Benar-benar sebuah statement yang tegas, walaupun begitu brand FELCA masih mengikuti tren dalam dunia horologi, sejak tahun 1930 brand ini mulai mengedepankan jam tangan yang fashionable, tahun 1935 mulai menyentuh modern luxury watches lalu pada era perang dunia pun, FELCA mensuplai 30.000 lebih jam tangan untuk tentara Amerika, sampai tahun 1950 mereka Felca sangat dikenal terutama di midle east seperti di Saudi Arabia, Syria, Irak, India dan Malaysia, yang pada saat itu perusahaannya dipegang sama anak tertua dari Fritz Schluer bernama Bruno Schluep, keyakinan akan market Asia Tenggara Bruno pun mulai merambah Asia dengan mengajak seorang pebisnis dari Singapura bernama Mr. Koh Mui Yew, untuk mengembangkan brand Felca yang menggabungkan Qualitas Swiss dengan pasar bisnis Asia, maka pada tahun 1950, Felca pun berganti nama menjadi TITONI dengan logo MEIHUA atau PLUM BLOSSOM sebagai cerminan Asia dalam logonya.



dengan nama TITONI, arah brand ini pun mulai ke arah middle up dan Luxury setelah Fritz Schluer meninggal dunia, Bruno pun mengembangkan bisnisnya, nama FELCA tidak dihilangkan, tetap berkonsentrasi juga di Eropa dengan nama FELCA & TITONI UHREN AG sejak 1960, sementara di Asia dan Middle East tetap dengan brand TITONI, strategi baru dengan brand TITONI ini sangat berhasil, banyak model-model bagus yang dikeluarkan oleh TITONI dari sejak tahun 1960, sampai pada tahun 1980-an.

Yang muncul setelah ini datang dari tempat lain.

#[cfg(test)]
mod tests {
    use super::*;
    use crate::{data::Value, error::StoreError, store::HarmonizedRecord};

    const SCHEMA: &str = r#"
sources:
  trial_a: { kind: clinical }
  station: { kind: climate }
fields:
  participant_id:
    datatype: string
    required: true
    source_mappings: { trial_a: patient_id }
  visit_date:
    datatype: date
    required: true
    source_mappings: { trial_a: visit_date, station: date }
  location_id:
    datatype: string
    required: true
    source_mappings: { trial_a: site, station: site_id }
  age:
    datatype: integer
    source_mappings: { trial_a: age }
  sex:
    datatype: string
    allowed_values: [Male, Female]
    source_mappings: { trial_a: sex }
    transformations:
      trial_a: { M: Male, F: Female }
  temperature:
    datatype: float
    source_mappings: { station: daily_temp_c }
"#;

    fn schema() -> Schema {
        Schema::from_yaml_str(SCHEMA).expect("schema")
    }

    fn table(header: &[&str], rows: &[&[&str]]) -> (Vec<String>, Vec<RawRow>) {
        let header = header.iter().map(|h| h.to_string()).collect::<Vec<_>>();
        let rows = rows
            .iter()
            .map(|cells| {
                header
                    .iter()
                    .cloned()
                    .zip(cells.iter().map(|c| c.to_string()))
                    .collect()
            })
            .collect();
        (header, rows)
    }

    fn clinical_table() -> (Vec<String>, Vec<RawRow>) {
        table(
            &["patient_id", "visit_date", "site", "age", "sex"],
            &[
                &["P1", "2024-01-01", "S1", "52", "F"],
                &["P2", "2024-01-01", "S1", "47.9", "M"],
                &["P3", "2024-01-02", "S2", "61", "F"],
            ],
        )
    }

    fn climate_table() -> (Vec<String>, Vec<RawRow>) {
        table(
            &["date", "site_id", "daily_temp_c"],
            &[&["2024-01-01", "S1", "21.5"], &["2024-01-05", "S9", "19.0"]],
        )
    }

    fn run(
        (header, rows): (Vec<String>, Vec<RawRow>),
        store: &mut MemoryStore,
    ) -> (RunStatistics, Vec<Diagnostic>) {
        let mut diagnostics = Vec::new();
        let stats =
            ingest(rows, &header, &schema(), store, &mut diagnostics).expect("ingest succeeds");
        (stats, diagnostics)
    }

    #[test]
    fn clean_clinical_file_creates_every_record() {
        let mut store = MemoryStore::new();
        let (stats, diagnostics) = run(clinical_table(), &mut store);
        assert_eq!(stats.rows_read(), 3);
        assert_eq!(stats.rows_mapped(), 3);
        assert_eq!(stats.created(), 3);
        assert!(stats.is_success());
        assert!(diagnostics.is_empty());
        assert_eq!(stats.source(), Some("trial_a"));
        assert_eq!(store.records()[1].get("age"), Some(&Value::Integer(47)));
        assert_eq!(store.records()[0].get("sex"), Some(&Value::from("Female")));
    }

    #[test]
    fn second_ingestion_only_counts_duplicates() {
        let mut store = MemoryStore::new();
        run(clinical_table(), &mut store);
        let (stats, diagnostics) = run(clinical_table(), &mut store);
        assert_eq!(store.len(), 3);
        assert_eq!(stats.created(), 0);
        assert_eq!(stats.duplicates(), 3);
        assert!(stats.is_success());
        assert!(
            diagnostics
                .iter()
                .all(|d| d.kind == DiagnosticKind::Duplicate)
        );
    }

    #[test]
    fn climate_after_clinical_merges_into_matching_visits() {
        let mut store = MemoryStore::new();
        run(clinical_table(), &mut store);
        let (stats, diagnostics) = run(climate_table(), &mut store);
        assert_eq!(stats.updated(), 2);
        assert_eq!(stats.created(), 0);
        assert_eq!(stats.unattached_climate(), 1);
        assert!(stats.is_success());
        assert_eq!(diagnostics.len(), 1);
        assert_eq!(diagnostics[0].kind, DiagnosticKind::UnmappedClimate);
        assert_eq!(diagnostics[0].row, 2);
        assert_eq!(
            store.records()[0].get("temperature"),
            Some(&Value::Float(21.5))
        );
        assert_eq!(store.records()[2].get("temperature"), None);
    }

    #[test]
    fn climate_before_clinical_never_attaches() {
        let mut store = MemoryStore::new();
        let (stats, _) = run(climate_table(), &mut store);
        assert_eq!(stats.updated(), 0);
        assert_eq!(stats.unattached_climate(), 2);
        run(clinical_table(), &mut store);
        assert!(store.records().iter().all(|r| r.get("temperature").is_none()));
    }

    #[test]
    fn field_errors_are_counted_and_rows_still_stored() {
        let mut store = MemoryStore::new();
        let (stats, diagnostics) = run(
            table(
                &["patient_id", "visit_date", "site", "age", "sex"],
                &[&["P1", "2024-01-01", "S1", "abc", "X"]],
            ),
            &mut store,
        );
        assert_eq!(stats.type_errors(), 1);
        assert_eq!(stats.validation_errors(), 1);
        assert_eq!(stats.created(), 1);
        assert_eq!(stats.total_errors(), 2);
        let kinds = diagnostics.iter().map(|d| d.kind).collect::<Vec<_>>();
        assert_eq!(
            kinds,
            vec![DiagnosticKind::TypeError, DiagnosticKind::ValidationError]
        );
        assert_eq!(store.records()[0].get("age"), None);
    }

    #[test]
    fn clinical_row_without_participant_never_reaches_store() {
        let mut store = MemoryStore::new();
        let (stats, diagnostics) = run(
            table(
                &["patient_id", "visit_date", "site", "age", "sex"],
                &[&["", "2024-01-01", "S1", "40", "M"]],
            ),
            &mut store,
        );
        assert!(store.is_empty());
        assert_eq!(stats.missing_required(), 1);
        assert_eq!(stats.rows_mapped(), 0);
        assert_eq!(diagnostics.len(), 2);
        assert!(
            diagnostics
                .iter()
                .all(|d| d.kind == DiagnosticKind::MissingRequired)
        );
    }

    #[test]
    fn unknown_header_is_fatal() {
        let mut store = MemoryStore::new();
        let (header, rows) = table(&["foo", "bar"], &[&["1", "2"]]);
        let mut diagnostics: Vec<Diagnostic> = Vec::new();
        let err = ingest(rows, &header, &schema(), &mut store, &mut diagnostics).unwrap_err();
        assert!(matches!(err, HarmonizeError::SourceInference { .. }));
    }

    struct BrokenStore;

    impl RecordStore for BrokenStore {
        fn find_one(
            &self,
            _: &crate::store::ClinicalKey,
        ) -> Result<Option<HarmonizedRecord>, StoreError> {
            Err(StoreError::Backend("database is locked".into()))
        }

        fn find_all(
            &self,
            _: &crate::store::SiteDateKey,
        ) -> Result<Vec<HarmonizedRecord>, StoreError> {
            Ok(Vec::new())
        }

        fn create(
            &mut self,
            _: crate::data::HarmonizedValues,
        ) -> Result<HarmonizedRecord, StoreError> {
            unreachable!("lookup fails first")
        }

        fn update(
            &mut self,
            _: &HarmonizedRecord,
            _: crate::data::HarmonizedValues,
        ) -> Result<HarmonizedRecord, StoreError> {
            unreachable!("nothing to update")
        }
    }

    struct FirstUpdateOnly(MemoryStore, usize);

    impl RecordStore for FirstUpdateOnly {
        fn find_one(
            &self,
            key: &crate::store::ClinicalKey,
        ) -> Result<Option<HarmonizedRecord>, StoreError> {
            self.0.find_one(key)
        }

        fn find_all(
            &self,
            key: &crate::store::SiteDateKey,
        ) -> Result<Vec<HarmonizedRecord>, StoreError> {
            self.0.find_all(key)
        }

        fn create(
            &mut self,
            values: crate::data::HarmonizedValues,
        ) -> Result<HarmonizedRecord, StoreError> {
            self.0.create(values)
        }

        fn update(
            &mut self,
            record: &HarmonizedRecord,
            changes: crate::data::HarmonizedValues,
        ) -> Result<HarmonizedRecord, StoreError> {
            self.1 += 1;
            if self.1 > 1 {
                return Err(StoreError::Backend("disk full".into()));
            }
            self.0.update(record, changes)
        }
    }

    #[test]
    fn partial_climate_merge_counts_update_and_insert_error() {
        let mut inner = MemoryStore::new();
        run(clinical_table(), &mut inner);
        let mut store = FirstUpdateOnly(inner, 0);

        let (header, rows) = climate_table();
        let mut diagnostics = Vec::new();
        let stats = ingest(rows, &header, &schema(), &mut store, &mut diagnostics)
            .expect("run completes");
        assert_eq!(stats.updated(), 1);
        assert_eq!(stats.insert_errors(), 1);
        assert_eq!(stats.unattached_climate(), 1);
        assert!(!stats.is_success());

        let failure = diagnostics
            .iter()
            .find(|d| d.kind == DiagnosticKind::InsertError)
            .expect("insert error reported");
        assert_eq!(failure.row, 1);
        assert!(failure.message.contains("after updating record(s) 1"));
    }

    #[test]
    fn store_failures_are_insert_errors_and_run_continues() {
        let (header, rows) = clinical_table();
        let mut diagnostics = Vec::new();
        let stats = ingest(rows, &header, &schema(), &mut BrokenStore, &mut diagnostics)
            .expect("run completes");
        assert_eq!(stats.rows_read(), 3);
        assert_eq!(stats.insert_errors(), 3);
        assert_eq!(stats.total_errors(), 3);
        assert!(
            diagnostics
                .iter()
                .all(|d| d.kind == DiagnosticKind::InsertError)
        );
    }
}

Bruno pun meninggal pada tahun 1981, dan dilanjutkan oleh generasi ketiganya yang bernama Daniel Schluep, yang mulai serius mengarahkan TITONI untuk didefinisikan sebagai brand Luxury yang ditengarai dengan kehadiran model-model Cosmos, seperti Cosmo 3000, Cosmo 88, Cosmo Gold dan lain-lain.



Build quality TITONI sangat bagus, walaupun sebagai brand tidak terlalu populer, bahkan kadang jauh dari radar para pecinta jam tangan yang banyak dirasuki arwah Rolex, Patek dan lain-lain, TITONI pun terus berkarya sampai hari ini dengan model-model segar lainnya, TITONI juga dikenal memiliki movement in house sendiri dari dulu yang disebut kaliber T10, walaupun kebanyakan modelnya menggunakan movement pihak ketiga, seperti yang memotori model cosmo King yaitu movement ETA 2834.

Tidak semua orang tahu soal brand ini, tapi itu tidak penting untuk TITONI, yang penting para penggunanya tahu persis, siapa dirinya dan tahu persis apa yang mereka inginkan dengan membeli jam tangan TITONI.
Sejarah TITONI mungkin tidak dianggap penting oleh pemilik jam tangan tapi sejarah dan perjalanan untuk memiliki jam tangan, jauh lebih penting buat dia, penuh perjuangan penuh memori sehingga sampai hari ini pun masih bisa dinikmati.